The next step was to unbox the Raspberry Pi 3 so that it could be installed.  What I did not do at first, but I recommend be done if you intend to use it at all, is to install the microSD card that came with a pre-installed pi-top polarisOS image.  Not installing the card before installing the Pi isn’t a deal breaker, but if you’re not going to swap cards, it’s less of a pain to do it now, rather than later.  If you do intend to swap cards, or you forget to install it before installing the Pi into the case, the little tool they include includes a groove for pulling/guiding the card into and out of the Pi.

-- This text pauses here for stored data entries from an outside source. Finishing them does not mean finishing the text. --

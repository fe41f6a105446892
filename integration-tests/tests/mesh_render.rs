use crate::common::server;
use kthw_provision::mesh::{render_config, MeshSettings, MeshTopologyBuilder};
use std::collections::HashSet;

#[test]
fn test_three_host_mesh_renders_two_peers_each() {
    let servers = vec![server("a", 1, &[]), server("b", 2, &[]), server("c", 3, &[])];

    let mesh = MeshTopologyBuilder::new(MeshSettings::default())
        .build_mesh(&servers)
        .unwrap();
    let configs: Vec<String> = mesh.hosts.iter().map(|h| render_config(h).unwrap()).collect();

    assert_eq!(configs.len(), 3);
    for (i, (host, text)) in mesh.hosts.iter().zip(&configs).enumerate() {
        assert!(!text.is_empty());
        assert_eq!(text.matches("[Peer]").count(), 2);
        assert!(!text.contains(&format!("PublicKey = {}", host.keys.public_key_base64())));
        for (j, other) in mesh.hosts.iter().enumerate() {
            if i != j {
                assert!(text.contains(&format!("PublicKey = {}", other.keys.public_key_base64())));
            }
        }
    }
}

#[test]
fn test_overlay_addresses_are_distinct() {
    let servers: Vec<_> = (1..=20).map(|i| server(&format!("n{}", i), i, &[])).collect();

    let mesh = MeshTopologyBuilder::new(MeshSettings::default())
        .build_mesh(&servers)
        .unwrap();

    let addresses: HashSet<_> = mesh.hosts.iter().map(|h| h.private_ip).collect();
    assert_eq!(addresses.len(), 20);
    let keys: HashSet<_> = mesh.hosts.iter().map(|h| h.keys.public_key_base64()).collect();
    assert_eq!(keys.len(), 20);
}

To install the Pi, I had to line up the two USB prongs inside the case with the left most set of USB sockets on the Pi, then gently push up (toward the back of the case) to seat the board.  The next step was to put the screws back in to hold the Pi in place.  The holes in the Pi didn’t quite line up right with the holes for the screws, so a little effort may be needed in getting the Pi seated properly while installing these screws.

USB bridge
USB bridge
Pi Seated onto USB bridge
Pi Seated onto USB bridge

Once the screws were in place, I had to carefully slide the hub such that the audio plug and the HDMI plug slid into their respective sockets on the Pi.

Finally, I lined the heat sink/GPIO bridge up with the GPIO pins on the Pi, and carefully seated it until the pins on the other side seated into the smaller groove on the hub.  Once it was snugly in place, I installed the last (longest) screw to keep it seated.

Pi Installed
Pi Installed

With all of the components in play, and the microSD card installed, the last step was to slide the keyboard back into place and turn the machine on.  My first boot was to the pi-top polarisOS they included with the device, so that I could check that everything worked okay with their included software.

I noted that the battery indicator within polarisOS showed a 33% battery status, so I shut it back down and plugged it in.  It took a few hours to charge to full.  While charging the indicator light next to the USB ports on the back flashes.  When it is finished, it turns solid green.